_Extracted material:_

□ □ □ □ □

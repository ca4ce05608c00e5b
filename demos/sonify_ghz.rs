//! Prints the chord timeline for GHZ measurements of growing size, then
//! cancels playback halfway through.

use haiqu::logging::{self, LoggingConfig};
use haiqu::sonification::{SonificationConfig, sonify_samples};
use haiqu::{WeightedSampler, data};
use rand::SeedableRng;
use rand::rngs::StdRng;

fn main() -> Result<(), Box<dyn std::error::Error>> {
    logging::try_init(&LoggingConfig::default())?;

    let config = SonificationConfig::default();
    let mut rng = StdRng::seed_from_u64(3);

    for qubits in 2..=4 {
        let table = data::ghz_for_qubits(qubits)?;
        let sampler = WeightedSampler::new(&table);
        let schedule = sonify_samples(&sampler, 8, &config, &mut rng);

        println!("--- GHZ, {} qubits ({:?} total) ---", qubits, schedule.total_duration());
        for task in schedule.tasks() {
            println!("  +{:>5}ms  {}", task.offset.as_millis(), task.chord);
        }

        let halfway = schedule.total_duration() / 2;
        println!("  sounding at {:?}: {}", halfway, schedule.sounding_at(halfway).len());
        schedule.cancel();
        println!("  after cancel: {}", schedule.sounding_at(halfway).len());
        schedule.dispose();
    }
    Ok(())
}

□ □ □ □ □

_Exercise prompt:_ Taking the records above as input, show every line in which the word "rand" is present.

_Result:_
use rand::SeedableRng;
use rand::rngs::StdRng;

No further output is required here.